*What you will do*
Find the lines below holding the word "among" and copy each of them.

*Stored items*
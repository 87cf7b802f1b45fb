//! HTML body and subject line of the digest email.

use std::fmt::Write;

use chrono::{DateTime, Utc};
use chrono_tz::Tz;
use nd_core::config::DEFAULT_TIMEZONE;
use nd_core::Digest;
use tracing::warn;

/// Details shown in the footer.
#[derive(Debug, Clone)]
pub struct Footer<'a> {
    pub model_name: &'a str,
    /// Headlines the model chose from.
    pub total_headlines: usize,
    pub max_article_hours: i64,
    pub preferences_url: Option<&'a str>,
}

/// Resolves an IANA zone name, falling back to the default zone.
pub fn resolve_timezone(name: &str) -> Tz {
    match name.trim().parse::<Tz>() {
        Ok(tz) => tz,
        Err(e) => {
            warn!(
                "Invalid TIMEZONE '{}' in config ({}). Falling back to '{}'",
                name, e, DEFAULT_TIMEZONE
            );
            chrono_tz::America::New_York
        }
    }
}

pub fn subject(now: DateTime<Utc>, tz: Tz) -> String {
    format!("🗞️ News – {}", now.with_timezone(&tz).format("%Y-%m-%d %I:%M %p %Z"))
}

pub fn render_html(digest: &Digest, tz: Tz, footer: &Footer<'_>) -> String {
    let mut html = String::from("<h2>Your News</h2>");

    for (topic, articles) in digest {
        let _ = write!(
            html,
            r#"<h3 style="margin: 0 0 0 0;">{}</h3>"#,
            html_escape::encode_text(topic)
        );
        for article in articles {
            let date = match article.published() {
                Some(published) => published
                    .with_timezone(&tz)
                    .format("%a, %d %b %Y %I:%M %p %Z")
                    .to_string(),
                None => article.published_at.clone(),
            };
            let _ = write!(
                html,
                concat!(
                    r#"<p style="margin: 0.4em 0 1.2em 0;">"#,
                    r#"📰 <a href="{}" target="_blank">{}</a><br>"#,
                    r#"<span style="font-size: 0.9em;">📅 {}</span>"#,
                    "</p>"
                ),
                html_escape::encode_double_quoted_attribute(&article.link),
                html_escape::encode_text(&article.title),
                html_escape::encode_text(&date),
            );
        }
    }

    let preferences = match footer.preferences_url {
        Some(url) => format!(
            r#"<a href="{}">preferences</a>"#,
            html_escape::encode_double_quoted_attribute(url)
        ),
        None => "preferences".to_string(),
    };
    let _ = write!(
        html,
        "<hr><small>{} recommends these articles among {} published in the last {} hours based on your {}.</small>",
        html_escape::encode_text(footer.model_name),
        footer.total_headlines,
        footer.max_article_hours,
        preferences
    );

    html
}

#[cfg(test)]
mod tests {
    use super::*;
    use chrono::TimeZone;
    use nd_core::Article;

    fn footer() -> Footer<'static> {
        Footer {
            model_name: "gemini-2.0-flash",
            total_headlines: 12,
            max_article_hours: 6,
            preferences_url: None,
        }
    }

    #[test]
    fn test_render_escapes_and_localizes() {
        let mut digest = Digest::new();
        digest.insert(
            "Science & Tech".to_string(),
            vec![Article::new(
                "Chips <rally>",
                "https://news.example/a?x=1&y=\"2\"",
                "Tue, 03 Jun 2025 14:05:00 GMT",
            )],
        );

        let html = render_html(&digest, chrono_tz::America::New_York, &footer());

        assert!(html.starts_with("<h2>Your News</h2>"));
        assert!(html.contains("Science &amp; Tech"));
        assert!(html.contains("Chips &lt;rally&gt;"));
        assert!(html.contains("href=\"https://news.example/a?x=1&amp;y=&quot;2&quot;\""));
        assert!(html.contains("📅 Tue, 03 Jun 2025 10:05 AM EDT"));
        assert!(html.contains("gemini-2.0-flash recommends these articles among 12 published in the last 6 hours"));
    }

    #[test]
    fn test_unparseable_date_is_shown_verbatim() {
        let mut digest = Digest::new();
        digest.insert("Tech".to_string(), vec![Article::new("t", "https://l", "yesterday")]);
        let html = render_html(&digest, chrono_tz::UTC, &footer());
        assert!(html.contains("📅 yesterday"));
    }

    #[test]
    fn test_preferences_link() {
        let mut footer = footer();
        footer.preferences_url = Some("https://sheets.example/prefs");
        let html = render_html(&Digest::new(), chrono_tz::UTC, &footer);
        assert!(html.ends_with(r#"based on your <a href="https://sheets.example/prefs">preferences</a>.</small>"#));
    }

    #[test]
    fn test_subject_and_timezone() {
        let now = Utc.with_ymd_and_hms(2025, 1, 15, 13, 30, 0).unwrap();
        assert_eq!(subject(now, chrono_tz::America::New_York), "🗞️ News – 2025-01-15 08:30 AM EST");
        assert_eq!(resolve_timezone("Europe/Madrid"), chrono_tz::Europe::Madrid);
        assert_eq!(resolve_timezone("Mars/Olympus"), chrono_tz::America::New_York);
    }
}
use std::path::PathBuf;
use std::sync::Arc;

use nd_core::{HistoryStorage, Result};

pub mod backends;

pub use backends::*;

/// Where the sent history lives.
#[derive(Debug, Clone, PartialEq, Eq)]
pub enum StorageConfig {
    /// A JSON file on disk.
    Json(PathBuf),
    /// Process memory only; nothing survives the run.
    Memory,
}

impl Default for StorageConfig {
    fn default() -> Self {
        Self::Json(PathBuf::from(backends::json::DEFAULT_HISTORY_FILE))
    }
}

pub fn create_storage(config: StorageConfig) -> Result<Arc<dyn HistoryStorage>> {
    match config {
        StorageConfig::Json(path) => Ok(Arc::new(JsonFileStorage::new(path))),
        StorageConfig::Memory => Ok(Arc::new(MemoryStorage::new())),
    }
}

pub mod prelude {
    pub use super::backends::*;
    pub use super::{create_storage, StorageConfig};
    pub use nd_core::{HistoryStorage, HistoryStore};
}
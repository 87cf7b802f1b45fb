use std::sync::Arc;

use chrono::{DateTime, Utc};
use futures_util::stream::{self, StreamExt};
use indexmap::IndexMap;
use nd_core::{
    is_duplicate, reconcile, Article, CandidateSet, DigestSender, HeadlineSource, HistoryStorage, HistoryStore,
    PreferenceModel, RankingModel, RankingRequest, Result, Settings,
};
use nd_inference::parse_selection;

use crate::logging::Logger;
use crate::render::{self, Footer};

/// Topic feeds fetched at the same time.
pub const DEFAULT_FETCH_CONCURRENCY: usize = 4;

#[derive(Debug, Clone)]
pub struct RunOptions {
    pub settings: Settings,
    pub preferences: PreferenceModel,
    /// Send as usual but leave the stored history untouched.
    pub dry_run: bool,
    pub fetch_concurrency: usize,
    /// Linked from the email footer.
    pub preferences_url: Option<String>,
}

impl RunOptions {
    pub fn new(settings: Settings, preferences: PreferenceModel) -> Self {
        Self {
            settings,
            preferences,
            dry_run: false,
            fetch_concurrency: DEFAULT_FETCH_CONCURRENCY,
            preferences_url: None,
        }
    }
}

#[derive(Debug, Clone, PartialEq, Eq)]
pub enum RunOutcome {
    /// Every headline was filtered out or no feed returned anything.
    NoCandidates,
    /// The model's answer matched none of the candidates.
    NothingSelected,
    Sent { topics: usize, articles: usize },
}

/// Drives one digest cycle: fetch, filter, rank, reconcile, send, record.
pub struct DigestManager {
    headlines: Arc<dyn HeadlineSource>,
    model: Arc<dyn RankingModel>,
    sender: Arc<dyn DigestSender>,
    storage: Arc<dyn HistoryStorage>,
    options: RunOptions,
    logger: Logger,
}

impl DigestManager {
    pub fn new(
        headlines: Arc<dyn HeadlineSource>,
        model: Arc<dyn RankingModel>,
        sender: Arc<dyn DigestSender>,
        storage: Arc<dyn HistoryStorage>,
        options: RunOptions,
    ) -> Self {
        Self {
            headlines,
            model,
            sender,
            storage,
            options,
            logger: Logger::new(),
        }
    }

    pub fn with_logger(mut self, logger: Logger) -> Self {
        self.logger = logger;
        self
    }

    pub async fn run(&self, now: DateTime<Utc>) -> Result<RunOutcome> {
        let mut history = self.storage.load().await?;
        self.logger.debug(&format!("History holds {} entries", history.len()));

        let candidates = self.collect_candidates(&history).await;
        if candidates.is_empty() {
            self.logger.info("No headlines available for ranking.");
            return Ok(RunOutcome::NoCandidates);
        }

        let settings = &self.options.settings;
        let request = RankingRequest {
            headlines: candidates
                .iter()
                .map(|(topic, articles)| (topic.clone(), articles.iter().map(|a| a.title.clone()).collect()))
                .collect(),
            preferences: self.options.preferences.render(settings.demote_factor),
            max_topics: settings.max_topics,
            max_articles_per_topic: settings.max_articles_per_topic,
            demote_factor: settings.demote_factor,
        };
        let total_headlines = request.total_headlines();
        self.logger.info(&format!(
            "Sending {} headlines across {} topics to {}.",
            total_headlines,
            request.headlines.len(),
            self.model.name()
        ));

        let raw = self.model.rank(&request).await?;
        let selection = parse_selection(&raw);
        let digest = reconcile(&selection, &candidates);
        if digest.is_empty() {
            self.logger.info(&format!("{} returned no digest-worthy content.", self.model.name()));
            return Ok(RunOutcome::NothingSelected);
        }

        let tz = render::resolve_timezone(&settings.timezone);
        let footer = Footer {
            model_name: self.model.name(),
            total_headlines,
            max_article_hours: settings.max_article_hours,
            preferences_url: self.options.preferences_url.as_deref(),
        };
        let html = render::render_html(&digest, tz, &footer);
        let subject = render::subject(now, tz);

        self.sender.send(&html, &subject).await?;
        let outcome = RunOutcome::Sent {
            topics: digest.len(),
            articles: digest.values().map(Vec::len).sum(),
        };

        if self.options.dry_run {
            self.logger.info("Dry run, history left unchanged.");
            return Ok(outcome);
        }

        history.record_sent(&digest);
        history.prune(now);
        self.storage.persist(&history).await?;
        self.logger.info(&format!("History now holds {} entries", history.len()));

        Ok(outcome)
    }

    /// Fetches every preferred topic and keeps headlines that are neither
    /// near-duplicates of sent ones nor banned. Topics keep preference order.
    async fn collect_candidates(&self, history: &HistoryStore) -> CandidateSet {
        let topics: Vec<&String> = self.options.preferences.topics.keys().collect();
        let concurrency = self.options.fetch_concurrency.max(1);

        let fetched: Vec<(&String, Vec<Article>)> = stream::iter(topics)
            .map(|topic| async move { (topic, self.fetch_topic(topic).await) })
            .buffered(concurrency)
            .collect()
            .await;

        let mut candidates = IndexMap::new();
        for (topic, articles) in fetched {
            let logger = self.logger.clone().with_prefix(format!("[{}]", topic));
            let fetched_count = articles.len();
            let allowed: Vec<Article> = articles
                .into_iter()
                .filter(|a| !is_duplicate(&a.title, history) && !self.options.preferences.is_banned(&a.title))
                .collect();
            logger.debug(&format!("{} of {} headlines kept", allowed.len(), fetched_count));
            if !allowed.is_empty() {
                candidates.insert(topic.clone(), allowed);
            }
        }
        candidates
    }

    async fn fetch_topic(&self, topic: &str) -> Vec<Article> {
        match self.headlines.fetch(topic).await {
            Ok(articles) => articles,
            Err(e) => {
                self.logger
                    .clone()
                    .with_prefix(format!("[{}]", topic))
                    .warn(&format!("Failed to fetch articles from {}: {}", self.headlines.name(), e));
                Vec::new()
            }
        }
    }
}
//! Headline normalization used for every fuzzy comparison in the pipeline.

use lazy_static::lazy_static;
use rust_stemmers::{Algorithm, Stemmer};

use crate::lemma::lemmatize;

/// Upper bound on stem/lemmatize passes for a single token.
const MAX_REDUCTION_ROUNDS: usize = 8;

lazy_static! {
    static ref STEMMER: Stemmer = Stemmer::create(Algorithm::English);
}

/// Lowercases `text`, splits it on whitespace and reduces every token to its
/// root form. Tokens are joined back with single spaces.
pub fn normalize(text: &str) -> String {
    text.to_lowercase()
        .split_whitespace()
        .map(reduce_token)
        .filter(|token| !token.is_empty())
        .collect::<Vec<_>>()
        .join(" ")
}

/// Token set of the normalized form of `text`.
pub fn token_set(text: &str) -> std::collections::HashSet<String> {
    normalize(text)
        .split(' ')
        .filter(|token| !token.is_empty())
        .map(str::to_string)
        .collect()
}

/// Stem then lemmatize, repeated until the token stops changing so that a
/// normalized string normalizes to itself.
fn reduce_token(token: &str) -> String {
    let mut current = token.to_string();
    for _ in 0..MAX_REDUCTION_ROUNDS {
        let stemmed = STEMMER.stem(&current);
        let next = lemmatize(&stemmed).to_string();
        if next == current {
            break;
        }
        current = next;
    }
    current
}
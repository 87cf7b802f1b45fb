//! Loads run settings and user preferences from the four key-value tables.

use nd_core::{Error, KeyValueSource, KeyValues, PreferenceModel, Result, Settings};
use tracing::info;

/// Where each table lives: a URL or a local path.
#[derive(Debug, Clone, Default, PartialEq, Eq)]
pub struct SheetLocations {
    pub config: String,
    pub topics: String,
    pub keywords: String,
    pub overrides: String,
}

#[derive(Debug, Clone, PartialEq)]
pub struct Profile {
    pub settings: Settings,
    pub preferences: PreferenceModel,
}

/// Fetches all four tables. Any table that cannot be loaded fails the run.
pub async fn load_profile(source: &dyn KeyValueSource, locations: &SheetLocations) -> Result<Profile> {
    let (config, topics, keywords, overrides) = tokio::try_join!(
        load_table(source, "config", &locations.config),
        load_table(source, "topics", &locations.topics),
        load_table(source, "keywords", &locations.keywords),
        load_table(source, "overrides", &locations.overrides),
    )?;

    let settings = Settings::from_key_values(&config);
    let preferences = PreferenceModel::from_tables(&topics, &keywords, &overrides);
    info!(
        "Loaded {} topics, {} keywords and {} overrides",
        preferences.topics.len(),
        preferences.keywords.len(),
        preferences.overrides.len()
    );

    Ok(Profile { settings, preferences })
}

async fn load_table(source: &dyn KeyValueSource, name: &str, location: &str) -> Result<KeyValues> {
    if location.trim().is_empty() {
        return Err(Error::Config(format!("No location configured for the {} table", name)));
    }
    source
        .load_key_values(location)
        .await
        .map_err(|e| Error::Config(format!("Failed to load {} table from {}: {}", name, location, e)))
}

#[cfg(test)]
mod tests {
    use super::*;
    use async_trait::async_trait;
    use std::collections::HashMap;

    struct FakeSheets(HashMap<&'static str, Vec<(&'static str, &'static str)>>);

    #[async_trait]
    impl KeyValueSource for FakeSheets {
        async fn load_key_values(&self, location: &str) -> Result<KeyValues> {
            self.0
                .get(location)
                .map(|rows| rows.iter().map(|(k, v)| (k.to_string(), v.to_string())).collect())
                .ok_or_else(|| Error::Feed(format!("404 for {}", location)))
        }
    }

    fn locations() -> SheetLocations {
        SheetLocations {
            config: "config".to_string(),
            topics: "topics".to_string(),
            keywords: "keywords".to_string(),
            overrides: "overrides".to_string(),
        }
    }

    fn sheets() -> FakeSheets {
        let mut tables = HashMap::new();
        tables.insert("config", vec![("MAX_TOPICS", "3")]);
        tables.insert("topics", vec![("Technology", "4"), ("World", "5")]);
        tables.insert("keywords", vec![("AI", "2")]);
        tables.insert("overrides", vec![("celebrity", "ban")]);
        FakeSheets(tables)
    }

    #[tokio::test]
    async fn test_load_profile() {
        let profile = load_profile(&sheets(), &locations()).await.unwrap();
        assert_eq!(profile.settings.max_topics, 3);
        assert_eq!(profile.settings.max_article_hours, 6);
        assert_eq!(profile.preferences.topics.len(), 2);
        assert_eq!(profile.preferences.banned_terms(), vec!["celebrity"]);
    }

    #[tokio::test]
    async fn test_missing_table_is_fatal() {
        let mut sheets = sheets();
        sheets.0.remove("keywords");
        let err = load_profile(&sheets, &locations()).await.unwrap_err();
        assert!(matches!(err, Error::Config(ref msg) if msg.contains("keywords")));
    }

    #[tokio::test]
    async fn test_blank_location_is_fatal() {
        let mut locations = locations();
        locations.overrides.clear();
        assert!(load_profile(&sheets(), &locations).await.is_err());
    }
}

*Your response*
        "<hr><small>{} recommends these articles among {} published in the last {} hours based on your {}.</small>",
        assert!(html.contains("gemini-2.0-flash recommends these articles among 12 published in the last 6 hours"));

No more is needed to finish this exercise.